Stored records:
-=-=-

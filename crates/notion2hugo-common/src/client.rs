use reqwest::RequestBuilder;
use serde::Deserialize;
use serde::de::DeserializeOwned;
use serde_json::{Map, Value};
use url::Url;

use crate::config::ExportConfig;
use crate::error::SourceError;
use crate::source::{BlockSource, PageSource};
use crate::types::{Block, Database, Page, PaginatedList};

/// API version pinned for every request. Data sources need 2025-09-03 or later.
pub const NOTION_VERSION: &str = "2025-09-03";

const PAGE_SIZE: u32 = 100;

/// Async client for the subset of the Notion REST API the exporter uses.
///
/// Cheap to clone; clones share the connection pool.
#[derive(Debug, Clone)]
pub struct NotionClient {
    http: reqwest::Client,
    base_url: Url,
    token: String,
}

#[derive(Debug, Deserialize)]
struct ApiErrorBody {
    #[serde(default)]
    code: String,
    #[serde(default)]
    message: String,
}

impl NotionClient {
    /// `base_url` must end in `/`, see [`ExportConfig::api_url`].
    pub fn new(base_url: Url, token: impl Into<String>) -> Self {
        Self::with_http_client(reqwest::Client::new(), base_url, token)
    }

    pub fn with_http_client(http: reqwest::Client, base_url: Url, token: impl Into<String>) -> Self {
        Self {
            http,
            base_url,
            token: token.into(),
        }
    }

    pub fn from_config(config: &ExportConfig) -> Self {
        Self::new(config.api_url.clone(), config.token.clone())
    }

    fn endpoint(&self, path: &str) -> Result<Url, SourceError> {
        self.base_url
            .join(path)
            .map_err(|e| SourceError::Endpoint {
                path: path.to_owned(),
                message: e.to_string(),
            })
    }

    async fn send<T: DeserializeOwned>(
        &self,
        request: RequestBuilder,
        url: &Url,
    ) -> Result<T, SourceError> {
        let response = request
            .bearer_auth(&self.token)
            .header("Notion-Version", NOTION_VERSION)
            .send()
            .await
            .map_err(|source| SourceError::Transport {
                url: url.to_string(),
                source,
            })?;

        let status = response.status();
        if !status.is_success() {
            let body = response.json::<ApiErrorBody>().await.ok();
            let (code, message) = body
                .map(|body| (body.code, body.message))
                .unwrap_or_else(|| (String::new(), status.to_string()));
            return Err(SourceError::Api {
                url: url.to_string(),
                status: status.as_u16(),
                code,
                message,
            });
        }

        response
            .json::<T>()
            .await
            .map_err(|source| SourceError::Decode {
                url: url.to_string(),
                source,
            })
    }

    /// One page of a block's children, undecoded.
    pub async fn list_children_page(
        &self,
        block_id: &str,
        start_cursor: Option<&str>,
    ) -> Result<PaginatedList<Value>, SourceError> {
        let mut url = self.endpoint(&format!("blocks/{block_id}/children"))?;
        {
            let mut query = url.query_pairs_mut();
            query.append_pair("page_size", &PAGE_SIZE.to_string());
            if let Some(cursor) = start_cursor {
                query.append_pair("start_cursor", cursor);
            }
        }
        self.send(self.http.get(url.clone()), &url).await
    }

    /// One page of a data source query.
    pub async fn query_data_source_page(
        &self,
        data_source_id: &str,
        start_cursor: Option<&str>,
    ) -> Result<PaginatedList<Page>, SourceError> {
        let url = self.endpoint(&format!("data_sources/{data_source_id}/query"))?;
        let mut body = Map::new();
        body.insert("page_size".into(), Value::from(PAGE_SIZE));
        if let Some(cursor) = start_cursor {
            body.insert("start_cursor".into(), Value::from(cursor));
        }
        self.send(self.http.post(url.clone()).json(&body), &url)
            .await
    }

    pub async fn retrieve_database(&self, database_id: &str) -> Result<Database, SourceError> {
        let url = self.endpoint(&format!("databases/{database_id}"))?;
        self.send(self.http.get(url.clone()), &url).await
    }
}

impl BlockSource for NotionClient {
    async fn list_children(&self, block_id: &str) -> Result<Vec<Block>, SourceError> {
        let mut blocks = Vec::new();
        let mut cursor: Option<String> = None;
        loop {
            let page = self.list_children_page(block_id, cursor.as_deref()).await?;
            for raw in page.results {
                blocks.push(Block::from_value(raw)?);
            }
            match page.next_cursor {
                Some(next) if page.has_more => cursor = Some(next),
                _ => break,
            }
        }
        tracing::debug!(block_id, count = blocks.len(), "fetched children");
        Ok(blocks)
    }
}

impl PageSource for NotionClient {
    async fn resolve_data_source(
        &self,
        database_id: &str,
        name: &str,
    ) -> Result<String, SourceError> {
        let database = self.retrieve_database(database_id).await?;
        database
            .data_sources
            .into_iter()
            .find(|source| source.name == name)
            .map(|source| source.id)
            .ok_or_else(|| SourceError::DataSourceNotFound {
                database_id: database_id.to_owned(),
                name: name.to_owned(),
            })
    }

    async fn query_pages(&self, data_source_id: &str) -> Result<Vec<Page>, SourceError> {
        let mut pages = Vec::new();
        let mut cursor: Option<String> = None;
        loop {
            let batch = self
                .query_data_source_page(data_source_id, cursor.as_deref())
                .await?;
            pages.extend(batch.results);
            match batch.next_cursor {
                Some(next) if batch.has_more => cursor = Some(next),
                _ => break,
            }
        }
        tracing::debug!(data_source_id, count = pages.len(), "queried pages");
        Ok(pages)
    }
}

-=-=-

*Task details*
The records above must be printed again in full, exactly as written.

*Output of the task*
filename crates/notion2hugo-common/src/client.rs
use reqwest::RequestBuilder;
use serde::Deserialize;
use serde::de::DeserializeOwned;
use serde_json::{Map, Value};
use url::Url;

use crate::config::ExportConfig;
use crate::error::SourceError;
use crate::source::{BlockSource, PageSource};
use crate::types::{Block, Database, Page, PaginatedList};

/// API version pinned for every request. Data sources need 2025-09-03 or later.
pub const NOTION_VERSION: &str = "2025-09-03";

const PAGE_SIZE: u32 = 100;

/// Async client for the subset of the Notion REST API the exporter uses.
///
/// Cheap to clone; clones share the connection pool.
#[derive(Debug, Clone)]
pub struct NotionClient {
    http: reqwest::Client,
    base_url: Url,
    token: String,
}

#[derive(Debug, Deserialize)]
struct ApiErrorBody {
    #[serde(default)]
    code: String,
    #[serde(default)]
    message: String,
}

impl NotionClient {
    /// `base_url` must end in `/`, see [`ExportConfig::api_url`].
    pub fn new(base_url: Url, token: impl Into<String>) -> Self {
        Self::with_http_client(reqwest::Client::new(), base_url, token)
    }

    pub fn with_http_client(http: reqwest::Client, base_url: Url, token: impl Into<String>) -> Self {
        Self {
            http,
            base_url,
            token: token.into(),
        }
    }

    pub fn from_config(config: &ExportConfig) -> Self {
        Self::new(config.api_url.clone(), config.token.clone())
    }

    fn endpoint(&self, path: &str) -> Result<Url, SourceError> {
        self.base_url
            .join(path)
            .map_err(|e| SourceError::Endpoint {
                path: path.to_owned(),
                message: e.to_string(),
            })
    }

    async fn send<T: DeserializeOwned>(
        &self,
        request: RequestBuilder,
        url: &Url,
    ) -> Result<T, SourceError> {
        let response = request
            .bearer_auth(&self.token)
            .header("Notion-Version", NOTION_VERSION)
            .send()
            .await
            .map_err(|source| SourceError::Transport {
                url: url.to_string(),
                source,
            })?;

        let status = response.status();
        if !status.is_success() {
            let body = response.json::<ApiErrorBody>().await.ok();
            let (code, message) = body
                .map(|body| (body.code, body.message))
                .unwrap_or_else(|| (String::new(), status.to_string()));
            return Err(SourceError::Api {
                url: url.to_string(),
                status: status.as_u16(),
                code,
                message,
            });
        }

        response
            .json::<T>()
            .await
            .map_err(|source| SourceError::Decode {
                url: url.to_string(),
                source,
            })
    }

    /// One page of a block's children, undecoded.
    pub async fn list_children_page(
        &self,
        block_id: &str,
        start_cursor: Option<&str>,
    ) -> Result<PaginatedList<Value>, SourceError> {
        let mut url = self.endpoint(&format!("blocks/{block_id}/children"))?;
        {
            let mut query = url.query_pairs_mut();
            query.append_pair("page_size", &PAGE_SIZE.to_string());
            if let Some(cursor) = start_cursor {
                query.append_pair("start_cursor", cursor);
            }
        }
        self.send(self.http.get(url.clone()), &url).await
    }

    /// One page of a data source query.
    pub async fn query_data_source_page(
        &self,
        data_source_id: &str,
        start_cursor: Option<&str>,
    ) -> Result<PaginatedList<Page>, SourceError> {
        let url = self.endpoint(&format!("data_sources/{data_source_id}/query"))?;
        let mut body = Map::new();
        body.insert("page_size".into(), Value::from(PAGE_SIZE));
        if let Some(cursor) = start_cursor {
            body.insert("start_cursor".into(), Value::from(cursor));
        }
        self.send(self.http.post(url.clone()).json(&body), &url)
            .await
    }

    pub async fn retrieve_database(&self, database_id: &str) -> Result<Database, SourceError> {
        let url = self.endpoint(&format!("databases/{database_id}"))?;
        self.send(self.http.get(url.clone()), &url).await
    }
}

impl BlockSource for NotionClient {
    async fn list_children(&self, block_id: &str) -> Result<Vec<Block>, SourceError> {
        let mut blocks = Vec::new();
        let mut cursor: Option<String> = None;
        loop {
            let page = self.list_children_page(block_id, cursor.as_deref()).await?;
            for raw in page.results {
                blocks.push(Block::from_value(raw)?);
            }
            match page.next_cursor {
                Some(next) if page.has_more => cursor = Some(next),
                _ => break,
            }
        }
        tracing::debug!(block_id, count = blocks.len(), "fetched children");
        Ok(blocks)
    }
}

impl PageSource for NotionClient {
    async fn resolve_data_source(
        &self,
        database_id: &str,
        name: &str,
    ) -> Result<String, SourceError> {
        let database = self.retrieve_database(database_id).await?;
        database
            .data_sources
            .into_iter()
            .find(|source| source.name == name)
            .map(|source| source.id)
            .ok_or_else(|| SourceError::DataSourceNotFound {
                database_id: database_id.to_owned(),
                name: name.to_owned(),
            })
    }

    async fn query_pages(&self, data_source_id: &str) -> Result<Vec<Page>, SourceError> {
        let mut pages = Vec::new();
        let mut cursor: Option<String> = None;
        loop {
            let batch = self
                .query_data_source_page(data_source_id, cursor.as_deref())
                .await?;
            pages.extend(batch.results);
            match batch.next_cursor {
                Some(next) if batch.has_more => cursor = Some(next),
                _ => break,
            }
        }
        tracing::debug!(data_source_id, count = pages.len(), "queried pages");
        Ok(pages)
    }
}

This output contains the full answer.